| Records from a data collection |
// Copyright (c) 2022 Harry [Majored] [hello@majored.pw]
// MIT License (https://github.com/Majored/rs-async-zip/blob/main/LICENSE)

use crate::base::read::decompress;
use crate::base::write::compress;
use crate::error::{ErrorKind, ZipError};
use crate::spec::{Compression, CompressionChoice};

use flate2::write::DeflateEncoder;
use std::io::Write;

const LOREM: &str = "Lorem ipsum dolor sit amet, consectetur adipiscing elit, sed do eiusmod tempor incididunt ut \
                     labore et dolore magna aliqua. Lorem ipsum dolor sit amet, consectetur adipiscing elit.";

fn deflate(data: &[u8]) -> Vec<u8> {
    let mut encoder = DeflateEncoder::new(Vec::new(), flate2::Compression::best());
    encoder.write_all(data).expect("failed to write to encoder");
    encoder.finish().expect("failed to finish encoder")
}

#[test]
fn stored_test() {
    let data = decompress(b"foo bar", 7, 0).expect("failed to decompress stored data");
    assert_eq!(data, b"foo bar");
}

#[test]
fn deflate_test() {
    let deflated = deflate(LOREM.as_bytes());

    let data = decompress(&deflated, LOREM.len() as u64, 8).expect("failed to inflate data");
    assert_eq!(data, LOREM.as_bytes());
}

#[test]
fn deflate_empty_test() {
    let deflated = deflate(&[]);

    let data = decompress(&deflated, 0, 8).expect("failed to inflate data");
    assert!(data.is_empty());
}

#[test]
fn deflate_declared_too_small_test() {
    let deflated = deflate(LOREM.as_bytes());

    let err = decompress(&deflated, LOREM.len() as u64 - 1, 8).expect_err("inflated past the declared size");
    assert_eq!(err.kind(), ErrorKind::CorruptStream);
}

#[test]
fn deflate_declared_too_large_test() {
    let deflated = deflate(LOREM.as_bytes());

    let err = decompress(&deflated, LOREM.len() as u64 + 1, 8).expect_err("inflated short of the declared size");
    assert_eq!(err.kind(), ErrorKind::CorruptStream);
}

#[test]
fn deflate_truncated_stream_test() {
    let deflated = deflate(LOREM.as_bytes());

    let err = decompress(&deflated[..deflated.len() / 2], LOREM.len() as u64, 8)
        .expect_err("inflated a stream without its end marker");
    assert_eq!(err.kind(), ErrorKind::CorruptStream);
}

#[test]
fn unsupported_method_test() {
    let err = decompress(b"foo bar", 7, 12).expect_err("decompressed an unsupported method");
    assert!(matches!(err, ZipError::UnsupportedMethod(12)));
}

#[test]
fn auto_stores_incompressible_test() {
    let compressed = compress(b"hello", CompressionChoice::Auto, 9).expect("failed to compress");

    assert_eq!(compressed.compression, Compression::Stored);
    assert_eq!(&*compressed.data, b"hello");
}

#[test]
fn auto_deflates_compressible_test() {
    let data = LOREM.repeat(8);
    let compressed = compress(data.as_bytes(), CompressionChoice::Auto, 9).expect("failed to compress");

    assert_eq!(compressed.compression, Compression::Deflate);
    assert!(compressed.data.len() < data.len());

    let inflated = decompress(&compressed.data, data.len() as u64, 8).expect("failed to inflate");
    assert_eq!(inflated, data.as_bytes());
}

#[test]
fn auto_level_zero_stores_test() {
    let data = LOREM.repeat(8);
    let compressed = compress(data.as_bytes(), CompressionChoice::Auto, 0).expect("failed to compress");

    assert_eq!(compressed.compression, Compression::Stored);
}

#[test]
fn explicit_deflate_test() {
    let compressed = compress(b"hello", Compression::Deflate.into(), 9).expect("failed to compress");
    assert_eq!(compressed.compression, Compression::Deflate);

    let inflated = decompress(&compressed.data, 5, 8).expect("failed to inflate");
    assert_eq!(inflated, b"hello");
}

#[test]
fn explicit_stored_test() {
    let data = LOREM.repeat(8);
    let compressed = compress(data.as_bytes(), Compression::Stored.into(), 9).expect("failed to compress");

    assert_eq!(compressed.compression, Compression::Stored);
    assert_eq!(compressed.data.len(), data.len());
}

| Try it |
The records above should be reproduced in full, exactly as they read.

| Solution to the problem |
// Copyright (c) 2022 Harry [Majored] [hello@majored.pw]
// MIT License (https://github.com/Majored/rs-async-zip/blob/main/LICENSE)

use crate::base::read::decompress;
use crate::base::write::compress;
use crate::error::{ErrorKind, ZipError};
use crate::spec::{Compression, CompressionChoice};

use flate2::write::DeflateEncoder;
use std::io::Write;

const LOREM: &str = "Lorem ipsum dolor sit amet, consectetur adipiscing elit, sed do eiusmod tempor incididunt ut \
                     labore et dolore magna aliqua. Lorem ipsum dolor sit amet, consectetur adipiscing elit.";

fn deflate(data: &[u8]) -> Vec<u8> {
    let mut encoder = DeflateEncoder::new(Vec::new(), flate2::Compression::best());
    encoder.write_all(data).expect("failed to write to encoder");
    encoder.finish().expect("failed to finish encoder")
}

#[test]
fn stored_test() {
    let data = decompress(b"foo bar", 7, 0).expect("failed to decompress stored data");
    assert_eq!(data, b"foo bar");
}

#[test]
fn deflate_test() {
    let deflated = deflate(LOREM.as_bytes());

    let data = decompress(&deflated, LOREM.len() as u64, 8).expect("failed to inflate data");
    assert_eq!(data, LOREM.as_bytes());
}

#[test]
fn deflate_empty_test() {
    let deflated = deflate(&[]);

    let data = decompress(&deflated, 0, 8).expect("failed to inflate data");
    assert!(data.is_empty());
}

#[test]
fn deflate_declared_too_small_test() {
    let deflated = deflate(LOREM.as_bytes());

    let err = decompress(&deflated, LOREM.len() as u64 - 1, 8).expect_err("inflated past the declared size");
    assert_eq!(err.kind(), ErrorKind::CorruptStream);
}

#[test]
fn deflate_declared_too_large_test() {
    let deflated = deflate(LOREM.as_bytes());

    let err = decompress(&deflated, LOREM.len() as u64 + 1, 8).expect_err("inflated short of the declared size");
    assert_eq!(err.kind(), ErrorKind::CorruptStream);
}

#[test]
fn deflate_truncated_stream_test() {
    let deflated = deflate(LOREM.as_bytes());

    let err = decompress(&deflated[..deflated.len() / 2], LOREM.len() as u64, 8)
        .expect_err("inflated a stream without its end marker");
    assert_eq!(err.kind(), ErrorKind::CorruptStream);
}

#[test]
fn unsupported_method_test() {
    let err = decompress(b"foo bar", 7, 12).expect_err("decompressed an unsupported method");
    assert!(matches!(err, ZipError::UnsupportedMethod(12)));
}

#[test]
fn auto_stores_incompressible_test() {
    let compressed = compress(b"hello", CompressionChoice::Auto, 9).expect("failed to compress");

    assert_eq!(compressed.compression, Compression::Stored);
    assert_eq!(&*compressed.data, b"hello");
}

#[test]
fn auto_deflates_compressible_test() {
    let data = LOREM.repeat(8);
    let compressed = compress(data.as_bytes(), CompressionChoice::Auto, 9).expect("failed to compress");

    assert_eq!(compressed.compression, Compression::Deflate);
    assert!(compressed.data.len() < data.len());

    let inflated = decompress(&compressed.data, data.len() as u64, 8).expect("failed to inflate");
    assert_eq!(inflated, data.as_bytes());
}

#[test]
fn auto_level_zero_stores_test() {
    let data = LOREM.repeat(8);
    let compressed = compress(data.as_bytes(), CompressionChoice::Auto, 0).expect("failed to compress");

    assert_eq!(compressed.compression, Compression::Stored);
}

#[test]
fn explicit_deflate_test() {
    let compressed = compress(b"hello", Compression::Deflate.into(), 9).expect("failed to compress");
    assert_eq!(compressed.compression, Compression::Deflate);

    let inflated = decompress(&compressed.data, 5, 8).expect("failed to inflate");
    assert_eq!(inflated, b"hello");
}

#[test]
fn explicit_stored_test() {
    let data = LOREM.repeat(8);
    let compressed = compress(data.as_bytes(), Compression::Stored.into(), 9).expect("failed to compress");

    assert_eq!(compressed.compression, Compression::Stored);
    assert_eq!(compressed.data.len(), data.len());
}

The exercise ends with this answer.